▸ Exercise objective
Because the listing below is to be kept intact, restate all of it word for word.

▸ Study material

use std::fmt;

/// Failures reported by the fretboard engine.
///
/// Validation failures are never transient, so callers get exactly one of
/// these per failed query and no partial output.
#[derive(Debug, Clone, PartialEq, Eq)]
#[cfg_attr(feature = "serde", derive(serde::Serialize, serde::Deserialize))]
pub enum FretboardError {
    /// A note spelling that is neither in the chromatic scale nor an enharmonic alias
    InvalidNote { spelling: String },
    /// No pattern with this name under this category
    UnknownPattern { category: String, name: String },
    /// A tuning must have at least one string
    EmptyTuning,
    /// Reference tables or pattern library break an invariant
    InvalidConfig { message: String },
}

impl FretboardError {
    pub fn invalid_note(spelling: &str) -> Self {
        FretboardError::InvalidNote {
            spelling: spelling.to_string(),
        }
    }

    pub fn unknown_pattern(category: &str, name: &str) -> Self {
        FretboardError::UnknownPattern {
            category: category.to_string(),
            name: name.to_string(),
        }
    }

    pub fn invalid_config(message: impl Into<String>) -> Self {
        FretboardError::InvalidConfig {
            message: message.into(),
        }
    }
}

impl fmt::Display for FretboardError {
    fn fmt(&self, f: &mut fmt::Formatter<'_>) -> fmt::Result {
        match self {
            FretboardError::InvalidNote { spelling } => {
                write!(f, "Invalid note: '{}'", spelling)
            }
            FretboardError::UnknownPattern { category, name } => {
                write!(f, "Unknown pattern: {} '{}'", category, name)
            }
            FretboardError::EmptyTuning => write!(f, "Tuning must have at least one string"),
            FretboardError::InvalidConfig { message } => {
                write!(f, "Invalid configuration: {}", message)
            }
        }
    }
}

impl std::error::Error for FretboardError {}

pub type Result<T> = std::result::Result<T, FretboardError>;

▸ Reply
use std::fmt;

/// Failures reported by the fretboard engine.
///
/// Validation failures are never transient, so callers get exactly one of
/// these per failed query and no partial output.
#[derive(Debug, Clone, PartialEq, Eq)]
#[cfg_attr(feature = "serde", derive(serde::Serialize, serde::Deserialize))]
pub enum FretboardError {
    /// A note spelling that is neither in the chromatic scale nor an enharmonic alias
    InvalidNote { spelling: String },
    /// No pattern with this name under this category
    UnknownPattern { category: String, name: String },
    /// A tuning must have at least one string
    EmptyTuning,
    /// Reference tables or pattern library break an invariant
    InvalidConfig { message: String },
}

impl FretboardError {
    pub fn invalid_note(spelling: &str) -> Self {
        FretboardError::InvalidNote {
            spelling: spelling.to_string(),
        }
    }

    pub fn unknown_pattern(category: &str, name: &str) -> Self {
        FretboardError::UnknownPattern {
            category: category.to_string(),
            name: name.to_string(),
        }
    }

    pub fn invalid_config(message: impl Into<String>) -> Self {
        FretboardError::InvalidConfig {
            message: message.into(),
        }
    }
}

impl fmt::Display for FretboardError {
    fn fmt(&self, f: &mut fmt::Formatter<'_>) -> fmt::Result {
        match self {
            FretboardError::InvalidNote { spelling } => {
                write!(f, "Invalid note: '{}'", spelling)
            }
            FretboardError::UnknownPattern { category, name } => {
                write!(f, "Unknown pattern: {} '{}'", category, name)
            }
            FretboardError::EmptyTuning => write!(f, "Tuning must have at least one string"),
            FretboardError::InvalidConfig { message } => {
                write!(f, "Invalid configuration: {}", message)
            }
        }
    }
}

impl std::error::Error for FretboardError {}

pub type Result<T> = std::result::Result<T, FretboardError>;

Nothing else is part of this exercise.